===== SOURCE MATERIAL
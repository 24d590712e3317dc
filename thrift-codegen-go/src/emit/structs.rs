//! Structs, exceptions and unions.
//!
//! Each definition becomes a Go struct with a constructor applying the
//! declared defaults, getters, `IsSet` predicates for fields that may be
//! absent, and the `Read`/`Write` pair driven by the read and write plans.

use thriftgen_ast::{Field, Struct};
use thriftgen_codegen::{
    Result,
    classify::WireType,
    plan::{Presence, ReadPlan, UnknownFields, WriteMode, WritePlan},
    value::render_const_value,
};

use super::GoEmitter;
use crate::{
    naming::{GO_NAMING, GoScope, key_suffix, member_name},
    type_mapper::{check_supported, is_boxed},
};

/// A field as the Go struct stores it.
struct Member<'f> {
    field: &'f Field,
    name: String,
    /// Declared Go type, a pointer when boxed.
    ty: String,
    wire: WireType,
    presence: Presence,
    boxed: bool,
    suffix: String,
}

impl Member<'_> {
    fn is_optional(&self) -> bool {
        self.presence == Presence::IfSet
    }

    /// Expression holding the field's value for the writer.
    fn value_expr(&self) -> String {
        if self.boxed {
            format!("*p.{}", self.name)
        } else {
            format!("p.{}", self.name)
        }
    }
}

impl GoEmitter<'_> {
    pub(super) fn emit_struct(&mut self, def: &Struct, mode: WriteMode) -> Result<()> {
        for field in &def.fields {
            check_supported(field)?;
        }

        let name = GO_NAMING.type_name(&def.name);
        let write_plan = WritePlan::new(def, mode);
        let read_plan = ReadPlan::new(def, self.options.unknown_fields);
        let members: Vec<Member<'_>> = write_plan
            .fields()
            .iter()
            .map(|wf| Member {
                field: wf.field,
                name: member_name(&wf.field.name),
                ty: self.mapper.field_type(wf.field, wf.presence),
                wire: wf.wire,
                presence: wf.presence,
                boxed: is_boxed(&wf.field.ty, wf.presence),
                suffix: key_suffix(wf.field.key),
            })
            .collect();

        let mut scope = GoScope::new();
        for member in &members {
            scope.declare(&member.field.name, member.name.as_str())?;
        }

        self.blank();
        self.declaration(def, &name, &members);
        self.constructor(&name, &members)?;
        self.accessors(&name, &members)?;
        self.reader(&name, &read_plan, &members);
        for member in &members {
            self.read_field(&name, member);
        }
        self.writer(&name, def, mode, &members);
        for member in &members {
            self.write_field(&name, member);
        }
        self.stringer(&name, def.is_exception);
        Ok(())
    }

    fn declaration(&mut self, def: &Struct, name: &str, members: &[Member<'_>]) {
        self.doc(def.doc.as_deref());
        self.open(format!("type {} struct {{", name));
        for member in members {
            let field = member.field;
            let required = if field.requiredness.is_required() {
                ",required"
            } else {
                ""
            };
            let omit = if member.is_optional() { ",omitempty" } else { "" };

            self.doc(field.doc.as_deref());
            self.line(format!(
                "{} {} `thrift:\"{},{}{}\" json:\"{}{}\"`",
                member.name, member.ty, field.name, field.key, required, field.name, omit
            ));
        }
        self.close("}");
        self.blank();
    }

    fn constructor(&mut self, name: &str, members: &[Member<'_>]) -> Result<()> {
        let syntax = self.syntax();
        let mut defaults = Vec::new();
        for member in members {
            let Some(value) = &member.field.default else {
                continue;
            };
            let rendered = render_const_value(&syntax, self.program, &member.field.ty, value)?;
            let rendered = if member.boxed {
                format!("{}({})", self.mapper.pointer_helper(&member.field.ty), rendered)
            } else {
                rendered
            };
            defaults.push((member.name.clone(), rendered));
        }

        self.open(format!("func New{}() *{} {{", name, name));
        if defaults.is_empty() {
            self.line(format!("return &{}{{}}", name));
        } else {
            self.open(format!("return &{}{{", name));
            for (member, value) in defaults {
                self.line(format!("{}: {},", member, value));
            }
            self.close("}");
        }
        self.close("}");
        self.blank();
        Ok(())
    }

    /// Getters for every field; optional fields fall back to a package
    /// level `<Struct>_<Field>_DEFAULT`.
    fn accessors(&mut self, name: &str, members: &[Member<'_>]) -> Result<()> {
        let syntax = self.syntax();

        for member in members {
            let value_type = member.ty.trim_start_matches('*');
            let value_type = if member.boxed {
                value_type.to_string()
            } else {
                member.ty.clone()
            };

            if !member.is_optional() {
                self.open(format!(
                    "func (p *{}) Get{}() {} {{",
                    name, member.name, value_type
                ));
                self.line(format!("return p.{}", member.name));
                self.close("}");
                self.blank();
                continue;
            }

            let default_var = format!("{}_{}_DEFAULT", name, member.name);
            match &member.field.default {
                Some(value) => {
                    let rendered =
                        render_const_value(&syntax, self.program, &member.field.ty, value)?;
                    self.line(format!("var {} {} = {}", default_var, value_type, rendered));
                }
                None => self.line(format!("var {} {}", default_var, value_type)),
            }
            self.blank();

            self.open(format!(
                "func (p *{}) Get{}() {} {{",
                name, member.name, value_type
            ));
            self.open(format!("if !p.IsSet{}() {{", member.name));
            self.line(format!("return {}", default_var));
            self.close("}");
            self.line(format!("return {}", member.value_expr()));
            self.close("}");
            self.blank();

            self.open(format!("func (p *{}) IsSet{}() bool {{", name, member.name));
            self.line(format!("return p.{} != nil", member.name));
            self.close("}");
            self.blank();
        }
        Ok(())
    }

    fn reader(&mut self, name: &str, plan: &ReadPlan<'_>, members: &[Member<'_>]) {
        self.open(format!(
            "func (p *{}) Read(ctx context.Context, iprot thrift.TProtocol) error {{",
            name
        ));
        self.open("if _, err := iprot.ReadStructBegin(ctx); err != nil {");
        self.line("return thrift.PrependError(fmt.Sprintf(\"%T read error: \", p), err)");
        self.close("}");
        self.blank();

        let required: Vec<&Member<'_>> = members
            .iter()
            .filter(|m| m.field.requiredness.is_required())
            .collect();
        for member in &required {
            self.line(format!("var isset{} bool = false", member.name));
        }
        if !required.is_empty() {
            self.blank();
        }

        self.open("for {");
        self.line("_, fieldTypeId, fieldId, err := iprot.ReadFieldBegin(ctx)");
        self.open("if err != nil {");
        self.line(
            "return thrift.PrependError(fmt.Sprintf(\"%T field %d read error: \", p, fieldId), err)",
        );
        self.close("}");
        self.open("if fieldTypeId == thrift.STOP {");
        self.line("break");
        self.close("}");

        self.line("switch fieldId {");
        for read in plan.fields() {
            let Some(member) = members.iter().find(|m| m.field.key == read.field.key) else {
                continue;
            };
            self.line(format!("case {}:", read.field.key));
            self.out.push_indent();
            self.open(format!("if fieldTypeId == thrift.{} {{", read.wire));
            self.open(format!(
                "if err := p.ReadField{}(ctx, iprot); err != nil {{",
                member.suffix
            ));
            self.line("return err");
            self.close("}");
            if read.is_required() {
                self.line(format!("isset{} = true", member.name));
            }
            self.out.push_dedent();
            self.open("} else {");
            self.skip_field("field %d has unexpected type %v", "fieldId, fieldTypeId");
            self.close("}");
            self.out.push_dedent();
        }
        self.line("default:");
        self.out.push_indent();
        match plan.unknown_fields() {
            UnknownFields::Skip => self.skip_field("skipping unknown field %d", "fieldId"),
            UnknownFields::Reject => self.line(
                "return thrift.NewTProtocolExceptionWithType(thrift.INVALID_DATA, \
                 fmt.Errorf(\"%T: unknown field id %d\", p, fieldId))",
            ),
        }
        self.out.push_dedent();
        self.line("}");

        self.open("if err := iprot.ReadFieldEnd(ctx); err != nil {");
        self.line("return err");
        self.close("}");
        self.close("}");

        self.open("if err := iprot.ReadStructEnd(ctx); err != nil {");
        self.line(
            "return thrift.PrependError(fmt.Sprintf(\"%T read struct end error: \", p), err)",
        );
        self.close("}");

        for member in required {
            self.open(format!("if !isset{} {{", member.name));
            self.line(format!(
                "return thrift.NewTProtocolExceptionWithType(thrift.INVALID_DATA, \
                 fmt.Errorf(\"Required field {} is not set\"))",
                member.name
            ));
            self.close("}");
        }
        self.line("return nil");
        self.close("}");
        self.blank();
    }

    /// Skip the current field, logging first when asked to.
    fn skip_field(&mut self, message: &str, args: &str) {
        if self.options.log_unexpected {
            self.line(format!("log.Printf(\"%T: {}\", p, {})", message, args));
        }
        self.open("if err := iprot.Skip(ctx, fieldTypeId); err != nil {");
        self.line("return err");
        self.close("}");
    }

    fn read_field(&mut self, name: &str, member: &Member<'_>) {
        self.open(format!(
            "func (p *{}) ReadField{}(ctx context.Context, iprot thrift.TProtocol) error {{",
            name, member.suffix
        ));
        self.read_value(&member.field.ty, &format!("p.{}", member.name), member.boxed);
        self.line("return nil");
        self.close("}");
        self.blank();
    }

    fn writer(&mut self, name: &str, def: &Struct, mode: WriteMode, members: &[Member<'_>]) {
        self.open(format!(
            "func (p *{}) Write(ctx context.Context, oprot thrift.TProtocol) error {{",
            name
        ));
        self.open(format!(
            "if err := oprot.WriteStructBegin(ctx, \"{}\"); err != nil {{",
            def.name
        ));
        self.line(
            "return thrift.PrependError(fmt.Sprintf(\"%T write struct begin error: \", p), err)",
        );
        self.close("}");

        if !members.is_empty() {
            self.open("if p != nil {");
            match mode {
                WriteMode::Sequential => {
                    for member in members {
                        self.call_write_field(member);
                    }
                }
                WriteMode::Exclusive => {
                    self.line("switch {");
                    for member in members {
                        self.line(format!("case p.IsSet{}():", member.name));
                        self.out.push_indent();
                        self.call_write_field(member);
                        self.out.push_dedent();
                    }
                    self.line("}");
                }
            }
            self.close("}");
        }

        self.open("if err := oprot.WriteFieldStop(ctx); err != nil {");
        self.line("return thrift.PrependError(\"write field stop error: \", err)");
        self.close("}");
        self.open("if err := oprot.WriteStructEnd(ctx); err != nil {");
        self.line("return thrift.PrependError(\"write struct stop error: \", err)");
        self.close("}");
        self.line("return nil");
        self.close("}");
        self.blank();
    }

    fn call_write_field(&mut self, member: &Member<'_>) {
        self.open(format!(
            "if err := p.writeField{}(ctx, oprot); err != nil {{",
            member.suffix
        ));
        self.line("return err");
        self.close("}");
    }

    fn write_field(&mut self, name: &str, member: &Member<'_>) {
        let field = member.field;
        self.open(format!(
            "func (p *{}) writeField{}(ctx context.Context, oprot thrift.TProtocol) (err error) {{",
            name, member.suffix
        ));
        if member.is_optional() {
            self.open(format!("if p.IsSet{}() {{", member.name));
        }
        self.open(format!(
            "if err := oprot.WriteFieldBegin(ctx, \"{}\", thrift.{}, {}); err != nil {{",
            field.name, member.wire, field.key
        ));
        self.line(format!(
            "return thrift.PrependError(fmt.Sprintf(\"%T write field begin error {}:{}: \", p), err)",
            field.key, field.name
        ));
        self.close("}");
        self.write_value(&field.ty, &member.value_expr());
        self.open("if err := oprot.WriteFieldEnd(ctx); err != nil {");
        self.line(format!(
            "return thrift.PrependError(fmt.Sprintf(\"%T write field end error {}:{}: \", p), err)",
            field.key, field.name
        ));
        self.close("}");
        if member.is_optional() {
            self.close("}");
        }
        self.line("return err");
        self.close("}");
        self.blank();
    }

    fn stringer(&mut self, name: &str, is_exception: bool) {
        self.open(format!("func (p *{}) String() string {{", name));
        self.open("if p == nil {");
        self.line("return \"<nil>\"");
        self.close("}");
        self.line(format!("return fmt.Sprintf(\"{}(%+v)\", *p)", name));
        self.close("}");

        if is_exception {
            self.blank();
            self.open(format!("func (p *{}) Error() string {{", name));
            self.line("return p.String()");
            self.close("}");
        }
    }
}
==========
Look through the records above for the string "ReadPlan", then copy every line that has it.

#### [RESULT FOR THIS EXERCISE]
    plan::{Presence, ReadPlan, UnknownFields, WriteMode, WritePlan},
        let read_plan = ReadPlan::new(def, self.options.unknown_fields);
    fn reader(&mut self, name: &str, plan: &ReadPlan<'_>, members: &[Member<'_>]) {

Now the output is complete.